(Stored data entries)
▬▬▬▬▬▬

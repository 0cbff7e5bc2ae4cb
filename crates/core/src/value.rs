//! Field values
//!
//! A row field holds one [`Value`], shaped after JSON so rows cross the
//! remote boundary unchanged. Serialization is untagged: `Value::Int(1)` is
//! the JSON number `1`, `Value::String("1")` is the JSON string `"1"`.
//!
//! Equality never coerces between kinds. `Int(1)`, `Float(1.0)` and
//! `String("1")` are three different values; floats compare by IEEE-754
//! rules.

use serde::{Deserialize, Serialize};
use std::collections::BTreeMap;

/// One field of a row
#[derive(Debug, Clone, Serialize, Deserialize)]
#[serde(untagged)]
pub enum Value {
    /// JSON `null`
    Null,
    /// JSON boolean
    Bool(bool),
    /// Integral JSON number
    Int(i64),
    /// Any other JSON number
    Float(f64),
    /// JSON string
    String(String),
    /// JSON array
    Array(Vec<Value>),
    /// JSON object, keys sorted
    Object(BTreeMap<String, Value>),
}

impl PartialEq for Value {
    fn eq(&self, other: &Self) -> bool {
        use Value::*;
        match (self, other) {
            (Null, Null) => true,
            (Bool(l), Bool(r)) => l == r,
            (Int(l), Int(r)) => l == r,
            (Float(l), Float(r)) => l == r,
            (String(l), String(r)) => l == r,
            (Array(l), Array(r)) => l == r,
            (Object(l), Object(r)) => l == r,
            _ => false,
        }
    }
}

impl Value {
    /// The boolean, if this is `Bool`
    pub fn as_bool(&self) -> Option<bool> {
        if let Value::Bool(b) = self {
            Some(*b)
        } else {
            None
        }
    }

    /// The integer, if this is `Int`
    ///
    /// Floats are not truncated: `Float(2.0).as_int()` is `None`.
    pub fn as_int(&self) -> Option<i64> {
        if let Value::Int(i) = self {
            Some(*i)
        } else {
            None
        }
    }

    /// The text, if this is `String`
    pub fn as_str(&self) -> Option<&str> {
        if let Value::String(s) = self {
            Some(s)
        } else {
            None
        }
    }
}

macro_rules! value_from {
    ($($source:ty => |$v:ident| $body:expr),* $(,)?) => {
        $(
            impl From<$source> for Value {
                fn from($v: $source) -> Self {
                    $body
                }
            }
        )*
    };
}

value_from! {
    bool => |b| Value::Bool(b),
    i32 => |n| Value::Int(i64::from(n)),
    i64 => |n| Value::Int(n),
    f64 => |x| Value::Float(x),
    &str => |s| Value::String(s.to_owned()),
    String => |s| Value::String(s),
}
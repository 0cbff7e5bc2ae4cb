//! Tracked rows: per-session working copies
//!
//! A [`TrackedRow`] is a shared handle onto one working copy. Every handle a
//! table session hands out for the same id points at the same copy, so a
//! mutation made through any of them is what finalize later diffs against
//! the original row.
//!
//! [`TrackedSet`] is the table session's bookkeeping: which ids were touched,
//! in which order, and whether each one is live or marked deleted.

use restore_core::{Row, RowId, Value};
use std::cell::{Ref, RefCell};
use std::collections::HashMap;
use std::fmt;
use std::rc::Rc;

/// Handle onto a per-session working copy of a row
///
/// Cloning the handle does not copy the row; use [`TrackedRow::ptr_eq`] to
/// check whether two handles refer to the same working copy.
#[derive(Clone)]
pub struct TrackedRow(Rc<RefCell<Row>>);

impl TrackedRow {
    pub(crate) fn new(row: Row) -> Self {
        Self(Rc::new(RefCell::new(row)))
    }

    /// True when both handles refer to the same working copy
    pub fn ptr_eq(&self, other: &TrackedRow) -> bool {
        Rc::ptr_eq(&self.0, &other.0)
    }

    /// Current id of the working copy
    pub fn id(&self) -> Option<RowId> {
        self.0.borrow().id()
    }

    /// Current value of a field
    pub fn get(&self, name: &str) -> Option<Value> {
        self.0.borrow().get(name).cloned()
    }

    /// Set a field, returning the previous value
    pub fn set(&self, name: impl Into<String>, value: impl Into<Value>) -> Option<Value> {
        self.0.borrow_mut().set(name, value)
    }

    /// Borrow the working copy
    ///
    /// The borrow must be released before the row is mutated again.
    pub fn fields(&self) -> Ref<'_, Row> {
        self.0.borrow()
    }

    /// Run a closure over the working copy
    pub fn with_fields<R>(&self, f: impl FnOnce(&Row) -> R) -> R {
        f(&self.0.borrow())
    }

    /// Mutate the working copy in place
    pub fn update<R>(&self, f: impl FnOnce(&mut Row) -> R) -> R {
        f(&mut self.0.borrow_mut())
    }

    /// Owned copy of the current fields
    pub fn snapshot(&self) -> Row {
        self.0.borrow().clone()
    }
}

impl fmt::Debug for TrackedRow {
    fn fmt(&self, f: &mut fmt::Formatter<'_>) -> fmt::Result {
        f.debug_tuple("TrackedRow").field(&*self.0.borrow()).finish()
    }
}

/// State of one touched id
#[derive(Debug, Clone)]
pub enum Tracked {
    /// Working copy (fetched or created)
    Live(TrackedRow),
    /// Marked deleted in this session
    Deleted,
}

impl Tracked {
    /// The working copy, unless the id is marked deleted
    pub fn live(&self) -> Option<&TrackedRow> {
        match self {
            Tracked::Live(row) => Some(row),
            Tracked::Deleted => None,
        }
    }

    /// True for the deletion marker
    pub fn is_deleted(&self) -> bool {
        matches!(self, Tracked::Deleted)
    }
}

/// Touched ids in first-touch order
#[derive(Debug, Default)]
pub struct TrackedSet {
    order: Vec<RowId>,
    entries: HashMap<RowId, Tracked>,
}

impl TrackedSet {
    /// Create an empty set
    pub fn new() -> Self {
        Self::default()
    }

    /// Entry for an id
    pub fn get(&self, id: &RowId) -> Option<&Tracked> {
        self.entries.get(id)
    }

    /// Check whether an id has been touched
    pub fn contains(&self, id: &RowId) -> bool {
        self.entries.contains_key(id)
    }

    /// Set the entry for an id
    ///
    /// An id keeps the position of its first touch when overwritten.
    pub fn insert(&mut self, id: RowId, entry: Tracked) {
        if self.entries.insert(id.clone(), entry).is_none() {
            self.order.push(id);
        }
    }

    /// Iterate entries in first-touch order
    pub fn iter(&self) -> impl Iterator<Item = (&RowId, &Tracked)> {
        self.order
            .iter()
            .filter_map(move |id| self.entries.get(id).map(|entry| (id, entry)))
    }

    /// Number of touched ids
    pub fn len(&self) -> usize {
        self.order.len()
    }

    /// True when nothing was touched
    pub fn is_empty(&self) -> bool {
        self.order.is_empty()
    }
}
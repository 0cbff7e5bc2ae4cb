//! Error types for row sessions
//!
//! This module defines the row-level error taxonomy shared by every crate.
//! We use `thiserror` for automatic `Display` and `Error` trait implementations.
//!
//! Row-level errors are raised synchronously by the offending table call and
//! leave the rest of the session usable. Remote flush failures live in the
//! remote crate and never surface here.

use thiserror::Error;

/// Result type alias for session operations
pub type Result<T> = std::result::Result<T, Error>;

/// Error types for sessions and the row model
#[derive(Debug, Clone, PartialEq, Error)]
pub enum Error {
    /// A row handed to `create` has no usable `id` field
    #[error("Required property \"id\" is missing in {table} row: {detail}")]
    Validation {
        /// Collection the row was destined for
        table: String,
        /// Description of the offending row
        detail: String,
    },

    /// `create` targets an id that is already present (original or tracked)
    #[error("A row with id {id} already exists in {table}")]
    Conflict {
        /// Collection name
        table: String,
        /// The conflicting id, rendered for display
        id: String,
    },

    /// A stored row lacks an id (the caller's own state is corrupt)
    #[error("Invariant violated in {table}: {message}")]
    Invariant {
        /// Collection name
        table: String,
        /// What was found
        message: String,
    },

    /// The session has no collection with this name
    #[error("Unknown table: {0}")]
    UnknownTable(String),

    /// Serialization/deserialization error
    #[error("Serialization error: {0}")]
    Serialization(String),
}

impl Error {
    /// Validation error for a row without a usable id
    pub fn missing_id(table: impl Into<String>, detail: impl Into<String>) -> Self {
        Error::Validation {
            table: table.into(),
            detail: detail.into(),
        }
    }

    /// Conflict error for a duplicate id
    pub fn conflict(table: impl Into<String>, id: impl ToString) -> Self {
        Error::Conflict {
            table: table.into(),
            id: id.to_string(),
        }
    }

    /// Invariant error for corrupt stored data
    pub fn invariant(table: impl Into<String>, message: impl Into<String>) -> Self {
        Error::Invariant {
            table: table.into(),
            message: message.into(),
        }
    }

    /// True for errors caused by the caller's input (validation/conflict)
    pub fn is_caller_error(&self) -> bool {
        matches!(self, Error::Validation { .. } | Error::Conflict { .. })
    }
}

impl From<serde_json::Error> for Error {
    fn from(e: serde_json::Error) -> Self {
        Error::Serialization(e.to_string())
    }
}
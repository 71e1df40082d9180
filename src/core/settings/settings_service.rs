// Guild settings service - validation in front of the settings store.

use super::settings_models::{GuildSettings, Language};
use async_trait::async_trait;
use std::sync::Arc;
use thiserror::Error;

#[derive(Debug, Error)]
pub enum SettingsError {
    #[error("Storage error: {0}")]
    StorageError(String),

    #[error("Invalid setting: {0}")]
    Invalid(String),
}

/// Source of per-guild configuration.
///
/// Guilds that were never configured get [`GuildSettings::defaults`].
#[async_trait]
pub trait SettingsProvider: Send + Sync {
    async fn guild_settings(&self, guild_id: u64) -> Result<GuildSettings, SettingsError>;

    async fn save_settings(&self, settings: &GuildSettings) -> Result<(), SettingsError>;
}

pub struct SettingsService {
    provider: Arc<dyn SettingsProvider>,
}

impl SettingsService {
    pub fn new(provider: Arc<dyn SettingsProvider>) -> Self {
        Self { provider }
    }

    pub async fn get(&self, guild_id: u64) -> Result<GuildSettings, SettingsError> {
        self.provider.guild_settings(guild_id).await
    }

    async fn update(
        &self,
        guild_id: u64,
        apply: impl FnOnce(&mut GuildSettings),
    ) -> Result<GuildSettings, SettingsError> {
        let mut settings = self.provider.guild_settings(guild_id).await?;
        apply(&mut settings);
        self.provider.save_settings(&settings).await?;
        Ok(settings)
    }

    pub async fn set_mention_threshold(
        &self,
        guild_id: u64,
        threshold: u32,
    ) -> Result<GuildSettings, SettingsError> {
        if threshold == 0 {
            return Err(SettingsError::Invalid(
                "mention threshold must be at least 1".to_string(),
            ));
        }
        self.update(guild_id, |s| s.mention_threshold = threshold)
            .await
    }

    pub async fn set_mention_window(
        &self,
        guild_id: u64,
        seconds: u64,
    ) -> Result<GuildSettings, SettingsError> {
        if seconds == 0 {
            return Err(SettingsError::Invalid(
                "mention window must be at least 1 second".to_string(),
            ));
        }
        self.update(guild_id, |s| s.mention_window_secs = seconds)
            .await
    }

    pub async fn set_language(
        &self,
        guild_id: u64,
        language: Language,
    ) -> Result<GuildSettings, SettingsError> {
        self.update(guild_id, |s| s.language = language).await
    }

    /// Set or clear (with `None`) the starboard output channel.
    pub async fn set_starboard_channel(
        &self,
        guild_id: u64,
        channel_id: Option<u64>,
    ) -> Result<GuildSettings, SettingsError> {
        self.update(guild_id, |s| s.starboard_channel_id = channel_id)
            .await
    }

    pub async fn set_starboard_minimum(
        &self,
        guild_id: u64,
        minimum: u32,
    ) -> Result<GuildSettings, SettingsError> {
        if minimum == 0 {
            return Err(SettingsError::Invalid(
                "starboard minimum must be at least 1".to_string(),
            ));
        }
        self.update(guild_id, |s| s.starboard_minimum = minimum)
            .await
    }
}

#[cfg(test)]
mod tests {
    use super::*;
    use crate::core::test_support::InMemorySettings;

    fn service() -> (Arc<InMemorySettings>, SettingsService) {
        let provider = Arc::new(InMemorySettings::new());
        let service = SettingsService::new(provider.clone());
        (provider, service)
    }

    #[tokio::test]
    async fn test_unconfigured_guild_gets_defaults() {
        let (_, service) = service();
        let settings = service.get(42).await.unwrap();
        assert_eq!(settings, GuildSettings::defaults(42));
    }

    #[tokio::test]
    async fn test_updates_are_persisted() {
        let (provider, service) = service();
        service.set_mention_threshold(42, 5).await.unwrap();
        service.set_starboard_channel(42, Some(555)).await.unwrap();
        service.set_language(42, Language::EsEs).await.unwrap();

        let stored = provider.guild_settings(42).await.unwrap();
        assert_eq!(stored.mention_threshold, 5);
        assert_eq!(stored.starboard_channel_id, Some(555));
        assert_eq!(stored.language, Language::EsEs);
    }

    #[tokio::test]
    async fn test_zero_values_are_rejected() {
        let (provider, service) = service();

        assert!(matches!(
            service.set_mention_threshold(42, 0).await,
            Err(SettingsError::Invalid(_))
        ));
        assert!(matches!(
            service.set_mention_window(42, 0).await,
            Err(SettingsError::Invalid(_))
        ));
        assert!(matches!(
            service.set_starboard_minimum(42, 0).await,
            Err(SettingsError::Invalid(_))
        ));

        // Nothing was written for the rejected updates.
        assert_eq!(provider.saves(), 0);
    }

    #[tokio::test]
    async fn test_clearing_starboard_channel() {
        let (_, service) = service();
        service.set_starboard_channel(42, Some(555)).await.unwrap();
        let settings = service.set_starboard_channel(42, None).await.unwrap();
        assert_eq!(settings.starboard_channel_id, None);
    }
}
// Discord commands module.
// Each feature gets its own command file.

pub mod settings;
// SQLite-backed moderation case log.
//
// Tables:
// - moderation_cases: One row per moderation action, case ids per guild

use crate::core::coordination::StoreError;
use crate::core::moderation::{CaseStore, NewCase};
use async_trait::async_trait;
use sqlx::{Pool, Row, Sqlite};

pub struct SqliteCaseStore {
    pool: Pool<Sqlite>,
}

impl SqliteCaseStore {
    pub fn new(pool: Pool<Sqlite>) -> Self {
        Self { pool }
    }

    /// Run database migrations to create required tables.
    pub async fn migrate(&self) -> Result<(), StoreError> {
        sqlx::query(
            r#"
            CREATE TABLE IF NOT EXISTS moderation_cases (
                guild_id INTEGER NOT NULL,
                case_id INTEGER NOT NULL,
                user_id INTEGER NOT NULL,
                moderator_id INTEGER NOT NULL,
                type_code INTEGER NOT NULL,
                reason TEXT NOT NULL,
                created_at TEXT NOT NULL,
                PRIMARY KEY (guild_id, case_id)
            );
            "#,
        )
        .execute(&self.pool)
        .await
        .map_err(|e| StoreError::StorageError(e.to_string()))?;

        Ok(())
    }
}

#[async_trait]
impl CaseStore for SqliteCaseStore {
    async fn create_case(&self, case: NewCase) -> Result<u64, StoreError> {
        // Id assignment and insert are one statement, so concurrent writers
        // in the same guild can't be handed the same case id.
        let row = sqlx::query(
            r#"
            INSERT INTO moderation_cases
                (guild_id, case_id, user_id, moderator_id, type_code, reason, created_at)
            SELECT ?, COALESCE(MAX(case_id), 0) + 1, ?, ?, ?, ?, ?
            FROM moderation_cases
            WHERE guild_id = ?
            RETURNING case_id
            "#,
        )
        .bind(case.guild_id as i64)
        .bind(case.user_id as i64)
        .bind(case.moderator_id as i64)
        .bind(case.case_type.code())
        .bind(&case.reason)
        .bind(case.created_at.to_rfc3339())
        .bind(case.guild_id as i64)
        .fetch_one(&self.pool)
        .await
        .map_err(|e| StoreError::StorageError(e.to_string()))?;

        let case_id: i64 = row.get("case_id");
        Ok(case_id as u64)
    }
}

▬▬▬▬▬▬

§ **Exercise brief**:
Report each line of the entries where the word "original" occurs.

§ **Exercise answer**:
//! the original row.
    /// `create` targets an id that is already present (original or tracked)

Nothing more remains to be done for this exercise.